Environmental activists arrested in Minnesota

Four environmental activists who attempted to shut down an Enbridge pipeline near Grand Rapids, Minnesota on Monday ended up in handcuffs.

One of the four was Allyson Polman of Denton, Texas. The four called themselves the “Four Necessity Valve Turners” and are connected with the Catholic Worker movement. They stated their actions were necessary to address what they felt was an urgent threat posed by climate change.
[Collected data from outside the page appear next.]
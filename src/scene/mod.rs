//! Renderer-agnostic scene port.
//!
//! The viewer session never talks to a graphics API. It issues
//! add/remove/dispose commands against a [`Scene`], which any 3D (or
//! 2D-projected) renderer can implement. [`DisplayList`] is the in-memory
//! implementation used by tests and the command-line front end.

mod mesh;

pub use mesh::{meshes_for, Mesh, MeshHandle, BOND_RADIUS, HBOND_RADIUS};
use rustc_hash::FxHashMap;

// ---------------------------------------------------------------------------
// Scene port
// ---------------------------------------------------------------------------

/// Retained-mode display list the viewer session drives.
pub trait Scene {
    /// Attach a mesh and return its handle.
    fn add(&mut self, mesh: Mesh) -> MeshHandle;

    /// Detach a mesh without releasing its resources. Returns whether the
    /// handle was attached.
    fn remove(&mut self, handle: MeshHandle) -> bool;

    /// Release a mesh's resources, detaching it first if needed. Returns
    /// whether the handle was known.
    fn dispose(&mut self, handle: MeshHandle) -> bool;
}

// ---------------------------------------------------------------------------
// DisplayList
// ---------------------------------------------------------------------------

/// In-memory [`Scene`].
///
/// Tracks attached meshes, meshes that were removed but still hold
/// resources, and how many meshes have been disposed.
#[derive(Debug, Default)]
pub struct DisplayList {
    attached: FxHashMap<MeshHandle, Mesh>,
    detached: FxHashMap<MeshHandle, Mesh>,
    next_handle: u64,
    disposed: usize,
    /// Monotonically increasing generation; bumped on any mutation.
    generation: u64,
    /// Generation that was last consumed by the renderer.
    rendered_generation: u64,
}

impl DisplayList {
    /// Create an empty display list.
    #[must_use]
    pub fn new() -> Self {
        Self::default()
    }

    fn invalidate(&mut self) {
        self.generation += 1;
    }

    /// Whether the list changed since last `mark_rendered()`.
    #[must_use]
    pub fn is_dirty(&self) -> bool {
        self.generation != self.rendered_generation
    }

    /// Mark current generation as rendered.
    pub fn mark_rendered(&mut self) {
        self.rendered_generation = self.generation;
    }

    /// Current generation counter.
    #[must_use]
    pub fn generation(&self) -> u64 {
        self.generation
    }

    /// Attached mesh by handle.
    #[must_use]
    pub fn get(&self, handle: MeshHandle) -> Option<&Mesh> {
        self.attached.get(&handle)
    }

    /// Whether `handle` is currently attached.
    #[must_use]
    pub fn contains(&self, handle: MeshHandle) -> bool {
        self.attached.contains_key(&handle)
    }

    /// Attached meshes, ordered by handle (insertion order).
    #[must_use]
    pub fn meshes(&self) -> Vec<(MeshHandle, &Mesh)> {
        let mut meshes: Vec<_> =
            self.attached.iter().map(|(h, m)| (*h, m)).collect();
        meshes.sort_unstable_by_key(|(h, _)| *h);
        meshes
    }

    /// Number of attached meshes.
    #[must_use]
    pub fn len(&self) -> usize {
        self.attached.len()
    }

    /// Whether nothing is attached.
    #[must_use]
    pub fn is_empty(&self) -> bool {
        self.attached.is_empty()
    }

    /// Attached atom spheres.
    #[must_use]
    pub fn sphere_count(&self) -> usize {
        self.attached.values().filter(|m| m.is_sphere()).count()
    }

    /// Attached bond cylinders.
    #[must_use]
    pub fn cylinder_count(&self) -> usize {
        self.len() - self.sphere_count()
    }

    /// Meshes still holding resources (attached or merely removed).
    #[must_use]
    pub fn live_resources(&self) -> usize {
        self.attached.len() + self.detached.len()
    }

    /// Total meshes disposed over the list's lifetime.
    #[must_use]
    pub fn disposed_count(&self) -> usize {
        self.disposed
    }
}

impl Scene for DisplayList {
    fn add(&mut self, mesh: Mesh) -> MeshHandle {
        let handle = MeshHandle(self.next_handle);
        self.next_handle += 1;
        let _ = self.attached.insert(handle, mesh);
        self.invalidate();
        handle
    }

    fn remove(&mut self, handle: MeshHandle) -> bool {
        let Some(mesh) = self.attached.remove(&handle) else {
            return false;
        };
        let _ = self.detached.insert(handle, mesh);
        self.invalidate();
        true
    }

    fn dispose(&mut self, handle: MeshHandle) -> bool {
        let known = self.attached.remove(&handle).is_some()
            || self.detached.remove(&handle).is_some();
        if known {
            self.disposed += 1;
            self.invalidate();
        }
        known
    }
}

#[cfg(test)]
mod tests {
    use glam::Vec3;

    use super::*;
    use crate::geometry::Element;

    fn sphere() -> Mesh {
        Mesh::Sphere {
            center: Vec3::ZERO,
            radius: 0.4,
            color: [1.0; 3],
            element: Element::C,
        }
    }

    #[test]
    fn add_remove_dispose_lifecycle() {
        let mut list = DisplayList::new();
        let a = list.add(sphere());
        let b = list.add(sphere());
        assert_ne!(a, b);
        assert_eq!(list.len(), 2);

        assert!(list.remove(a));
        assert!(!list.contains(a));
        assert_eq!(list.live_resources(), 2);

        assert!(list.dispose(a));
        assert!(list.dispose(b));
        assert_eq!(list.live_resources(), 0);
        assert_eq!(list.disposed_count(), 2);
        assert!(list.is_empty());
    }

    #[test]
    fn unknown_handles_are_ignored() {
        let mut list = DisplayList::new();
        assert!(!list.remove(MeshHandle(7)));
        assert!(!list.dispose(MeshHandle(7)));
        assert_eq!(list.disposed_count(), 0);
        assert!(!list.is_dirty());
    }

    #[test]
    fn generation_tracks_mutations() {
        let mut list = DisplayList::new();
        let h = list.add(sphere());
        assert!(list.is_dirty());
        list.mark_rendered();
        assert!(!list.is_dirty());
        let _ = list.dispose(h);
        assert!(list.is_dirty());
        assert_eq!(list.generation(), 2);
    }

    #[test]
    fn meshes_come_back_in_insertion_order() {
        let mut list = DisplayList::new();
        let handles: Vec<_> = (0..5).map(|_| list.add(sphere())).collect();
        let listed: Vec<_> =
            list.meshes().into_iter().map(|(h, _)| h).collect();
        assert_eq!(listed, handles);
    }
}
“The recent scientific study on climate change presented to the UN indicates that the threat of irreversible damage and destruction to our planet is imminent,” the activists wrote on their website. “Therefore, having exhausted all legal and political avenues, and having found those avenues lethally inadequate either to curb our dependency on fossil fuels or to stop its expansion, we find it necessary to take this direct action of turning off the flow of this poisonous tar sands oil.”

Michele Naar Obed, of Duluth, Minnesota; Allyson Polman, of Denton, Texas and Brenna Cussen Anglada and Daniel Yildirim of Cuba City, Wisconsin broke into a fenced-off area around noon on Monday that held shut-off valves for three Enbridge pipelines, their spokesperson Diane Leutgeb Monson told The Associated Press.

After a period of prayer, they called Enbridge to inform them they would be turning off the company’s line 4 pipeline, prompting Enbridge to shut it off remotely. The activists were taken into custody by Itasca County sheriff’s deputies around 1:30 p.m.